Activity: When the line containing "config.sync.client.backoff = Backoff" is found in the data below, copy it and each line after it through the line containing "head = services.blockchain.current().await.unwrap().unwrap();", exactly and with no others.

Entries supplied Block Start

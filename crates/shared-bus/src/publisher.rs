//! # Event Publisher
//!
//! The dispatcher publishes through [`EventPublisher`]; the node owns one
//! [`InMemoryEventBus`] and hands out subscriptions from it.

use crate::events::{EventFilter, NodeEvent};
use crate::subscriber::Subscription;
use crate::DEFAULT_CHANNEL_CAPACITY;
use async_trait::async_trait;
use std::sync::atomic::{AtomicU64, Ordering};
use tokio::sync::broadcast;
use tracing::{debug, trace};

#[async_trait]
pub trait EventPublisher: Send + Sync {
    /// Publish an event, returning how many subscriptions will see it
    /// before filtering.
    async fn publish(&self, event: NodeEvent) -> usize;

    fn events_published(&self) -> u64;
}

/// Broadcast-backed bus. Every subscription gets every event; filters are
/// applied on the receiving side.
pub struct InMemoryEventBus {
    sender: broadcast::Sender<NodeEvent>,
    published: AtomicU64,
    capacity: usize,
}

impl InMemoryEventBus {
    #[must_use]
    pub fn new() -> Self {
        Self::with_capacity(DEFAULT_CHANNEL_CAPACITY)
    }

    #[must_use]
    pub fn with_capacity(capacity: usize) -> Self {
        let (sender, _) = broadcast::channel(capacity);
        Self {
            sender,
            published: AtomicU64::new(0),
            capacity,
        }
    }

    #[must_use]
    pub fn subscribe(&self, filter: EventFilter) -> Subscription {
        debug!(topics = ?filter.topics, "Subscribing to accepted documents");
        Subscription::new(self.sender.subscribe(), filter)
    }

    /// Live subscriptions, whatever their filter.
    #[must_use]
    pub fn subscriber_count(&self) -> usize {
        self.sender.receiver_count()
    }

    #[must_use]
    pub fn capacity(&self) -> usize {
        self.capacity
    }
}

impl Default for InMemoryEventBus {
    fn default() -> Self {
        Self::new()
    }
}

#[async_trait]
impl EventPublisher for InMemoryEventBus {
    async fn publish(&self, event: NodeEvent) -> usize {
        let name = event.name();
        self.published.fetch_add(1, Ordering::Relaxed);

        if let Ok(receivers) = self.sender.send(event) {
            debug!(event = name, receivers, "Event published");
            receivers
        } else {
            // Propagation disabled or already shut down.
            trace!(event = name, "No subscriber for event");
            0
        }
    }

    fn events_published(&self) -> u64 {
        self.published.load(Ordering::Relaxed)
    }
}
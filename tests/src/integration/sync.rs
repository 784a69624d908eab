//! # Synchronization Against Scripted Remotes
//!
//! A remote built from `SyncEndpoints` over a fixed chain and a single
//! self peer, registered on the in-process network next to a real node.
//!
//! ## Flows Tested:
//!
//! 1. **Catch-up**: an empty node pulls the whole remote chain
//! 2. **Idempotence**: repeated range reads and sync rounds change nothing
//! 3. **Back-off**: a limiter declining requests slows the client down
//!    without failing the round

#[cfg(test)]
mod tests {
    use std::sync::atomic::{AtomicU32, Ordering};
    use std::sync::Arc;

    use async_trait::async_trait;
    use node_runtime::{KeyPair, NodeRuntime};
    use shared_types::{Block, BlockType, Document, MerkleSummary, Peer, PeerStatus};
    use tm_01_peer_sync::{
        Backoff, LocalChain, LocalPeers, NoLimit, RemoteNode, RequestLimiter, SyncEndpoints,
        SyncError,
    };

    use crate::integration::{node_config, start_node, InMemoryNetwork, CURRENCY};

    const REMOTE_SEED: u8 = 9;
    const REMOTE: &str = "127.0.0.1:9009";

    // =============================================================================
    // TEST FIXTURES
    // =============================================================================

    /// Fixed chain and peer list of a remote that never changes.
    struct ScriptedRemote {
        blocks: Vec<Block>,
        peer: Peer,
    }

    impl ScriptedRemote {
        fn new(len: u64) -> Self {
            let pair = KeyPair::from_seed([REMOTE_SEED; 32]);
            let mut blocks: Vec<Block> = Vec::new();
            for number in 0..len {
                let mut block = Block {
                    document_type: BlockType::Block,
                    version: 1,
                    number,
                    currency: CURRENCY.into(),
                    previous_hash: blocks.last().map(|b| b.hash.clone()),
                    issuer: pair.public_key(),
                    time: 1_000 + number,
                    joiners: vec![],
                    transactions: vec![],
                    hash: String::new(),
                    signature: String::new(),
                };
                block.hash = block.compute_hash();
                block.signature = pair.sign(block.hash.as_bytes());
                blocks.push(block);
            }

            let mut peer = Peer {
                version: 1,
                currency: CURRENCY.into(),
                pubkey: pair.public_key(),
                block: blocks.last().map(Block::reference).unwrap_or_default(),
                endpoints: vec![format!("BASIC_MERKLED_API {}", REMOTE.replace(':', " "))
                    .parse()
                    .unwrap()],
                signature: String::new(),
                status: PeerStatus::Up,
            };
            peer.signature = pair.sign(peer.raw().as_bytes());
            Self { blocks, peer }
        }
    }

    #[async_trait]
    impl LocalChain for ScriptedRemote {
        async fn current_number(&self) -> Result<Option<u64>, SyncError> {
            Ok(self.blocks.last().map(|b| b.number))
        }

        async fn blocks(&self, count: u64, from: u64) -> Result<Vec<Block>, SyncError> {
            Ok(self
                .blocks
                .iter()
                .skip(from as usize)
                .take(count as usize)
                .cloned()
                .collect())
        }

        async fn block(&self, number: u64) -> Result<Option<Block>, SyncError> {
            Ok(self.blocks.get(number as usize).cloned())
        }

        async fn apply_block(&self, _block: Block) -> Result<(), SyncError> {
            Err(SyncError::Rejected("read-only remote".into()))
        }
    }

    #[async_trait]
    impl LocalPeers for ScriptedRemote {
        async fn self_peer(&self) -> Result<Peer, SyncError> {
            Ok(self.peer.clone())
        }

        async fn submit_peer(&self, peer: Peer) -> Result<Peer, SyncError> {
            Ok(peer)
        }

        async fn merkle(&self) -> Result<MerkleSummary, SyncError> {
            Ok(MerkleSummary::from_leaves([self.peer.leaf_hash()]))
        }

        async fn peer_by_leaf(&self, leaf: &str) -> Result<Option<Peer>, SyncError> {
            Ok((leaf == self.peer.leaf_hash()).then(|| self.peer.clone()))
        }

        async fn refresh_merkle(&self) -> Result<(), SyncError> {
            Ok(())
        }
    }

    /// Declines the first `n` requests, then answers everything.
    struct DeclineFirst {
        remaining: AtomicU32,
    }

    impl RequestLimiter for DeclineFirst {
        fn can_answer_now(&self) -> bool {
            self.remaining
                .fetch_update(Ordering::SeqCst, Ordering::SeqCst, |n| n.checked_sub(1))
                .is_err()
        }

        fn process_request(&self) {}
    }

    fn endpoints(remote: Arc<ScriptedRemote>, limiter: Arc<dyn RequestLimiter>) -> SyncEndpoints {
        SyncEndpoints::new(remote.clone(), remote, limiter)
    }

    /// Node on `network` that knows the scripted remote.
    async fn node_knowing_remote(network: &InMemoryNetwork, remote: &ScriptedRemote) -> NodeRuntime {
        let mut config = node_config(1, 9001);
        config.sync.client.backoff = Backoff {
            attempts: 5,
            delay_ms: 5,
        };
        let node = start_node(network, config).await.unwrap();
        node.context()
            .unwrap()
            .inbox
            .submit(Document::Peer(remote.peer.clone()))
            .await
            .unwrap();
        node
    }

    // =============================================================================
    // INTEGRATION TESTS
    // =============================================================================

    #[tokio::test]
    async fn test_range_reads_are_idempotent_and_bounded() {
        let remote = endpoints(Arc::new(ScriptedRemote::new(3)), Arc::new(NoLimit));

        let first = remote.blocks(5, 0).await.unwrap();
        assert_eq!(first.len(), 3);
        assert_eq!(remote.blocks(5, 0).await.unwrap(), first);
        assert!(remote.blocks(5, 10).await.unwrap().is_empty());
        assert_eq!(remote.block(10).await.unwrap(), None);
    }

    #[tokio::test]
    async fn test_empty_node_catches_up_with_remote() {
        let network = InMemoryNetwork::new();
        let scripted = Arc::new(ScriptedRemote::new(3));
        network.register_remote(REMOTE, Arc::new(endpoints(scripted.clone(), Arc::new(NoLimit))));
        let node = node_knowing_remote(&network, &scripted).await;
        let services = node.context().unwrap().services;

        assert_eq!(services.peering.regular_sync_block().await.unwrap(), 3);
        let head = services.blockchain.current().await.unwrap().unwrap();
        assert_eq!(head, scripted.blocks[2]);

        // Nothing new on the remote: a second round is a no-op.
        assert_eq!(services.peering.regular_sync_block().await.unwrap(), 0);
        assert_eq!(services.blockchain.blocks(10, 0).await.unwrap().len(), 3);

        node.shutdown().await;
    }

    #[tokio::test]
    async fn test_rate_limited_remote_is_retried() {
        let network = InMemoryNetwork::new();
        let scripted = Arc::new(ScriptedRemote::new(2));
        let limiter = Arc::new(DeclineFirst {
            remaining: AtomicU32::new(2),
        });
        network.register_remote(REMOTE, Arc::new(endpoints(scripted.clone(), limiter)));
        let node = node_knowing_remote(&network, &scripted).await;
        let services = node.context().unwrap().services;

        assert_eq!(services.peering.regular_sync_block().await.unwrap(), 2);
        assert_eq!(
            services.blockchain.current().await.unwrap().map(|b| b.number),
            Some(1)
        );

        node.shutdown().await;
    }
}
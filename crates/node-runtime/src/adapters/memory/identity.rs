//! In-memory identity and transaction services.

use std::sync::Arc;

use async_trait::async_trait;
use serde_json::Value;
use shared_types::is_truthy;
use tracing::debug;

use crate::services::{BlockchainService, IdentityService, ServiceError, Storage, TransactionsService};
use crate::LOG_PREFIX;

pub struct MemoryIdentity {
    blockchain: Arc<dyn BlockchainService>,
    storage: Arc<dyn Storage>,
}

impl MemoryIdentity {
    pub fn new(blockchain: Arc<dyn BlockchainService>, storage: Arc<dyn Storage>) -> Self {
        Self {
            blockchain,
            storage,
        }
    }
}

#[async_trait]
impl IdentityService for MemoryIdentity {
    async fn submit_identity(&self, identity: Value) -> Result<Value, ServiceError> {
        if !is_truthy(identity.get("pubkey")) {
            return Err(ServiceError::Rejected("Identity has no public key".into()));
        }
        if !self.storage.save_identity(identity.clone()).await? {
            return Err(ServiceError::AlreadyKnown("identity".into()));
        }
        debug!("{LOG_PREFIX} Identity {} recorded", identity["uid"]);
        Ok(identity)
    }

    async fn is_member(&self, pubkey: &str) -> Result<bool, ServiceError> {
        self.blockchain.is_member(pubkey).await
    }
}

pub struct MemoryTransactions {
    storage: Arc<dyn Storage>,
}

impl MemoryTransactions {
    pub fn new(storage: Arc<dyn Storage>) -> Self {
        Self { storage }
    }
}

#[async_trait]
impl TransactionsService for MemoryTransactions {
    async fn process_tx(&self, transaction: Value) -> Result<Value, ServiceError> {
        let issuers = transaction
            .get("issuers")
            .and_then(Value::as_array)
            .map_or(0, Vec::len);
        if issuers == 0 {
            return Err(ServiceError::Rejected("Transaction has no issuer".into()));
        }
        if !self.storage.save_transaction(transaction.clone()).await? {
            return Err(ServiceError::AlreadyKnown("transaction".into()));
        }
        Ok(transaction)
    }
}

Entries supplied Block End

Problem solution:
        config.sync.client.backoff = Backoff {
            attempts: 5,
            delay_ms: 5,
        };
        let node = start_node(network, config).await.unwrap();
        node.context()
            .unwrap()
            .inbox
            .submit(Document::Peer(remote.peer.clone()))
            .await
            .unwrap();
        node
    }

    // =============================================================================
    // INTEGRATION TESTS
    // =============================================================================

    #[tokio::test]
    async fn test_range_reads_are_idempotent_and_bounded() {
        let remote = endpoints(Arc::new(ScriptedRemote::new(3)), Arc::new(NoLimit));

        let first = remote.blocks(5, 0).await.unwrap();
        assert_eq!(first.len(), 3);
        assert_eq!(remote.blocks(5, 0).await.unwrap(), first);
        assert!(remote.blocks(5, 10).await.unwrap().is_empty());
        assert_eq!(remote.block(10).await.unwrap(), None);
    }

    #[tokio::test]
    async fn test_empty_node_catches_up_with_remote() {
        let network = InMemoryNetwork::new();
        let scripted = Arc::new(ScriptedRemote::new(3));
        network.register_remote(REMOTE, Arc::new(endpoints(scripted.clone(), Arc::new(NoLimit))));
        let node = node_knowing_remote(&network, &scripted).await;
        let services = node.context().unwrap().services;

        assert_eq!(services.peering.regular_sync_block().await.unwrap(), 3);
        let head = services.blockchain.current().await.unwrap().unwrap();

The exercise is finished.